Information provided |
◆ ◆ ◆ ◆ ◆

//! Data models for the flight oracle server

use serde::{Deserialize, Serialize};
use validator::Validate;

pub mod oracle;

pub use oracle::{
    ConsensusResult, FlightKey, FlightRequest, FlightStatus, Identity, OracleIndexes,
    OracleRecord, INDEXES_PER_ORACLE, MAX_INDEX,
};

/// API response wrapper
#[derive(Debug, Serialize, Deserialize)]
pub struct ApiResponse<T> {
    pub success: bool,
    pub data: Option<T>,
    pub error: Option<String>,
}

impl<T> ApiResponse<T> {
    pub fn ok(data: T) -> Self {
        Self {
            success: true,
            data: Some(data),
            error: None,
        }
    }

    pub fn err(message: impl Into<String>) -> Self {
        Self {
            success: false,
            data: None,
            error: Some(message.into()),
        }
    }
}

/// Request body for asking the ledger to raise an oracle request.
#[derive(Debug, Deserialize, Validate)]
pub struct FetchFlightStatusRequest {
    /// Defaults to the airline registered at contract deployment.
    pub airline: Option<String>,
    #[validate(length(min = 1, max = 32))]
    pub flight: String,
    #[validate(range(min = 1))]
    pub timestamp: u64,
}

#[derive(Debug, Serialize, Deserialize)]
pub struct FetchFlightStatusResponse {
    pub request_index: u8,
    pub airline: Identity,
    pub flight: String,
    pub timestamp: u64,
}

#[derive(Debug, Deserialize)]
pub struct ListRoundsQuery {
    pub limit: Option<usize>,
}

/// Snapshot of the oracle pool served by `/api/status`.
#[derive(Debug, Serialize, Deserialize)]
pub struct ServiceStatus {
    pub registered_oracles: usize,
    /// Decimal string; the fee does not fit a JSON number.
    pub registration_fee: String,
    pub status_source: String,
    pub consensus_threshold: u32,
    pub rounds_recorded: usize,
    pub rounds_in_flight: usize,
}
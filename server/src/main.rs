//! Flight Oracle Server
//!
//! Boots the oracle pool, keeps the `OracleRequest` listener running under a
//! supervisor and serves the status API.

use std::net::SocketAddr;

use anyhow::Context;
use tracing::info;

use flight_oracle_server::bootstrap::{bootstrap, connect_ledger};
use flight_oracle_server::config::Config;
use flight_oracle_server::logging::init_logging;
use flight_oracle_server::routes;
use flight_oracle_server::services::supervise;
use flight_oracle_server::shutdown::ShutdownController;

#[tokio::main]
async fn main() -> anyhow::Result<()> {
    // Load environment variables
    dotenvy::dotenv().ok();

    let config = Config::from_env().context("invalid configuration")?;
    init_logging(config.log_format, &config.log_level);

    info!(
        ledger = config.ledger.mode(),
        oracles = config.oracle_count,
        threshold = config.consensus_threshold,
        "starting flight oracle server"
    );

    let ledger = connect_ledger(&config.ledger);
    let service = bootstrap(ledger, &config)
        .await
        .context("failed to bootstrap oracles")?;

    let shutdown = ShutdownController::new();
    let supervisor = tokio::spawn(supervise(service.listener, shutdown.subscribe()));

    let app = routes::app(service.state, &config.cors_allowed_origins);

    let addr = SocketAddr::from(([127, 0, 0, 1], config.port));
    let listener = tokio::net::TcpListener::bind(addr)
        .await
        .with_context(|| format!("failed to bind {addr}"))?;
    info!("Server starting on {}", addr);

    let signals = shutdown.clone();
    tokio::spawn(async move { signals.wait_for_signal().await });

    let graceful = shutdown.clone();
    axum::serve(listener, app)
        .with_graceful_shutdown(async move { graceful.wait().await })
        .await
        .context("server error")?;

    // Make sure the supervisor stops even if the server exited on its own.
    shutdown.shutdown();
    supervisor.await.context("listener supervisor panicked")?;
    info!("shutdown complete");
    Ok(())
}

◆ ◆ ◆ ◆ ◆

Task | Line count for "Some": give the number of lines in the data above that include it, and nothing else.

Solution for this problem | 2